→ **AIM OF THE TASK**
When a line below contains the string "OpenByUser", show that line.

→ **LISTED RECORDS**

// ABOUTME: End-to-end tests of the local provider driven through a ticking bus
// ABOUTME: Each test works in its own temporary workspace

use parking_lot::Mutex;
use sourcebus_core::{
    BusConfig, ConnectionState, FileResponse, Notification, Response, SettingStatus,
    SourceControlBus, SourceControlFlags, SourceControlNotifications, SourceControlStatus,
};
use std::path::Path;
use std::sync::Arc;
use std::time::Duration;
use tempfile::{TempDir, tempdir};
use tokio::runtime::Handle;

use crate::{LocalFileProvider, WORKSPACE_ROOT_KEY};

/// Tick the bus until `response` resolves
async fn drive<T>(bus: &SourceControlBus, mut response: Response<T>) -> T {
    let outcome = tokio::time::timeout(Duration::from_secs(5), async {
        loop {
            tokio::select! {
                result = &mut response => return result,
                _ = bus.tick_when_ready() => {}
            }
        }
    })
    .await;
    outcome
        .expect("response did not arrive in time")
        .expect("bus dropped the response")
}

fn active_workspace() -> (TempDir, SourceControlBus, Arc<LocalFileProvider>) {
    let dir = tempdir().unwrap();
    let bus = SourceControlBus::new(BusConfig::default());
    let provider = LocalFileProvider::install(&bus, Handle::current(), dir.path()).unwrap();
    assert!(bus.connection().is_active());
    (dir, bus, provider)
}

fn write_file(dir: &TempDir, name: &str, readonly: bool) -> std::path::PathBuf {
    let path = dir.path().join(name);
    std::fs::write(&path, name).unwrap();
    if readonly {
        let mut permissions = std::fs::metadata(&path).unwrap().permissions();
        permissions.set_readonly(true);
        std::fs::set_permissions(&path, permissions).unwrap();
    }
    path
}

async fn file_info(bus: &SourceControlBus, path: &Path) -> FileResponse {
    drive(bus, bus.commands().file_info(path)).await
}

#[tokio::test(flavor = "multi_thread", worker_threads = 2)]
async fn test_get_file_info_reflects_filesystem() {
    let (dir, bus, _provider) = active_workspace();
    let writable = write_file(&dir, "open.rs", false);
    let locked = write_file(&dir, "locked.rs", true);

    let result = file_info(&bus, &writable).await;
    assert!(result.success);
    assert_eq!(result.info.status, SourceControlStatus::Tracked);
    assert!(result.info.has_flag(SourceControlFlags::WRITEABLE));

    let result = file_info(&bus, &locked).await;
    assert!(result.success);
    assert_eq!(result.info.status, SourceControlStatus::Tracked);
    assert!(result.info.is_read_only());

    let result = file_info(&bus, &dir.path().join("missing.rs")).await;
    assert!(result.success);
    assert_eq!(result.info.status, SourceControlStatus::NotTracked);
}

#[tokio::test(flavor = "multi_thread", worker_threads = 2)]
async fn test_request_edit_checks_out_read_only_file() {
    let (dir, bus, _provider) = active_workspace();
    let locked = write_file(&dir, "locked.rs", true);

    let result = drive(&bus, bus.commands().edit(&locked, false)).await;
    assert!(result.success);
    assert_eq!(result.info.status, SourceControlStatus::OpenByUser);
    assert_eq!(result.info.flags, SourceControlFlags::WRITEABLE);
    assert_eq!(result.info.path, locked);

    let result = file_info(&bus, &locked).await;
    assert!(!result.info.is_read_only());
}

#[tokio::test(flavor = "multi_thread", worker_threads = 2)]
async fn test_request_edit_of_new_file_is_allowed() {
    let (dir, bus, _provider) = active_workspace();
    let new_file = dir.path().join("new.rs");

    let result = drive(&bus, bus.commands().edit(&new_file, true)).await;
    assert!(result.success);
    assert_eq!(result.info.status, SourceControlStatus::NotTracked);
    assert!(result.info.has_flag(SourceControlFlags::WRITEABLE));
}

#[tokio::test(flavor = "multi_thread", worker_threads = 2)]
async fn test_request_delete_removes_file() {
    let (dir, bus, _provider) = active_workspace();
    let doomed = write_file(&dir, "doomed.rs", false);

    let result = drive(&bus, bus.commands().delete(&doomed)).await;
    assert!(result.success);
    assert_eq!(result.info.status, SourceControlStatus::NotTracked);
    assert!(!doomed.exists());
}

#[tokio::test(flavor = "multi_thread", worker_threads = 2)]
async fn test_request_revert_answers_current_status() {
    let (dir, bus, _provider) = active_workspace();
    let file = write_file(&dir, "kept.rs", false);

    let result = drive(&bus, bus.commands().revert(&file)).await;
    assert!(result.success);
    assert_eq!(result.info.status, SourceControlStatus::Tracked);
    assert!(file.exists());
}

#[tokio::test(flavor = "multi_thread", worker_threads = 2)]
async fn test_paths_outside_workspace_are_not_tracked() {
    let (_dir, bus, _provider) = active_workspace();
    let elsewhere = tempdir().unwrap();
    let foreign = write_file(&elsewhere, "foreign.rs", false);

    let result = file_info(&bus, &foreign).await;
    assert!(result.success);
    assert_eq!(result.info.status, SourceControlStatus::NotTracked);
    assert_eq!(result.info.path, foreign);

    let result = drive(&bus, bus.commands().delete(&foreign)).await;
    assert!(result.success);
    assert_eq!(result.info.status, SourceControlStatus::NotTracked);
    assert!(foreign.exists());
}

#[tokio::test(flavor = "multi_thread", worker_threads = 2)]
async fn test_operations_on_same_path_run_in_issue_order() {
    let (dir, bus, _provider) = active_workspace();
    let file = write_file(&dir, "shared.rs", true);

    let edit = bus.commands().edit(&file, false);
    let delete = bus.commands().delete(&file);
    let info = bus.commands().file_info(&file);

    assert_eq!(
        drive(&bus, edit).await.info.status,
        SourceControlStatus::OpenByUser
    );
    assert!(drive(&bus, delete).await.success);
    assert_eq!(
        drive(&bus, info).await.info.status,
        SourceControlStatus::NotTracked
    );
}

#[tokio::test(flavor = "multi_thread", worker_threads = 2)]
async fn test_disabled_provider_answers_provider_down() {
    let (dir, bus, _provider) = active_workspace();
    let file = write_file(&dir, "idle.rs", false);

    bus.connection().enable_source_control(false);
    assert_eq!(
        bus.connection().source_control_state(),
        ConnectionState::Disabled
    );

    let result = file_info(&bus, &file).await;
    assert!(!result.success);
    assert_eq!(result.info.status, SourceControlStatus::ProviderDown);
}

#[derive(Default)]
struct StateLog(Mutex<Vec<ConnectionState>>);

impl SourceControlNotifications for StateLog {
    fn connectivity_state_changed(&self, state: ConnectionState) {
        self.0.lock().push(state);
    }
}

#[tokio::test(flavor = "multi_thread", worker_threads = 2)]
async fn test_missing_root_is_invalid_until_setting_fixes_it() {
    let dir = tempdir().unwrap();
    let bus = SourceControlBus::new(BusConfig::default());
    let states = Arc::new(StateLog::default());
    bus.register_listener(states.clone());

    let provider = LocalFileProvider::install(
        &bus,
        Handle::current(),
        dir.path().join("does-not-exist"),
    )
    .unwrap();
    assert_eq!(
        bus.connection().source_control_state(),
        ConnectionState::ConfigurationInvalid
    );
    assert!(!bus.connection().is_active());
    assert!(!bus.connection().has_trust_issue());

    let root = dir.path().display().to_string();
    let info = drive(&bus, bus.connection().set_setting(WORKSPACE_ROOT_KEY, &root)).await;
    assert_eq!(info.status, SettingStatus::Set);
    assert_eq!(info.value, root);
    assert!(bus.connection().is_active());
    assert_eq!(provider.workspace_root(), Some(dir.path().to_path_buf()));

    bus.tick();
    assert_eq!(
        *states.0.lock(),
        vec![
            ConnectionState::Disabled,
            ConnectionState::ConfigurationInvalid,
            ConnectionState::Active
        ]
    );
}

#[tokio::test(flavor = "multi_thread", worker_threads = 2)]
async fn test_connection_settings() {
    let (dir, bus, provider) = active_workspace();

    let info = drive(&bus, bus.connection().setting(WORKSPACE_ROOT_KEY)).await;
    assert_eq!(info.status, SettingStatus::Set);
    assert!(info.is_available());
    assert_eq!(info.value, dir.path().display().to_string());

    let info = drive(&bus, bus.connection().setting("server_port")).await;
    assert_eq!(info.status, SettingStatus::Invalid);

    let info = drive(&bus, bus.connection().set_setting(WORKSPACE_ROOT_KEY, "")).await;
    assert_eq!(info.status, SettingStatus::Unset);
    assert!(info.is_settable());
    assert_eq!(provider.workspace_root(), None);
    assert_eq!(
        bus.connection().source_control_state(),
        ConnectionState::ConfigurationInvalid
    );
}

#[tokio::test(flavor = "multi_thread", worker_threads = 2)]
async fn test_trust_prompt_is_never_raised() {
    let (_dir, bus, _provider) = active_workspace();
    let seen = Arc::new(Mutex::new(Vec::<Notification>::new()));

    struct TrustSpy(Arc<Mutex<Vec<Notification>>>);
    impl SourceControlNotifications for TrustSpy {
        fn request_trust(&self, fingerprint: &str) {
            self.0.lock().push(Notification::request_trust(fingerprint));
        }
    }
    bus.register_listener(Arc::new(TrustSpy(seen.clone())));

    bus.connection().enable_trust(true, "AB:CD");
    bus.tick();
    assert!(!bus.connection().has_trust_issue());
    assert!(seen.lock().is_empty());
}
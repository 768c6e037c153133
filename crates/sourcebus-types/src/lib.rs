// ABOUTME: Pure data types with no cross-crate dependencies
// ABOUTME: Foundation layer for all other sourcebus crates

pub mod connection;
pub mod setting;
pub mod status;

// Re-export commonly used types
pub use connection::ConnectionState;
pub use setting::{SettingInfo, SettingStatus};
pub use status::{FileStatusInfo, SourceControlFlags, SourceControlStatus};
// ABOUTME: Error types for bus configuration and binding mistakes
// ABOUTME: Request failures travel as FileStatusInfo/SettingInfo data, never through these

use std::fmt;

/// The single-provider channels of the bus
#[derive(Debug, Clone, Copy, PartialEq, Eq, Hash)]
pub enum ChannelKind {
    Commands,
    Connection,
}

impl fmt::Display for ChannelKind {
    fn fmt(&self, f: &mut fmt::Formatter<'_>) -> fmt::Result {
        match self {
            Self::Commands => f.write_str("command"),
            Self::Connection => f.write_str("connection"),
        }
    }
}

#[derive(Debug, Clone, PartialEq, Eq, thiserror::Error)]
pub enum BusError {
    /// Replacing a bound provider would orphan its in-flight requests
    #[error("the {channel} channel already has a provider bound")]
    AlreadyBound { channel: ChannelKind },

    #[error("the {channel} channel has no provider bound")]
    NotBound { channel: ChannelKind },

    /// The bus was dropped while a response was still pending
    #[error("the bus shut down before the response was delivered")]
    ResponseLost,
}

→ **EXPECTED OUTPUT**
    assert_eq!(result.info.status, SourceControlStatus::OpenByUser);
        SourceControlStatus::OpenByUser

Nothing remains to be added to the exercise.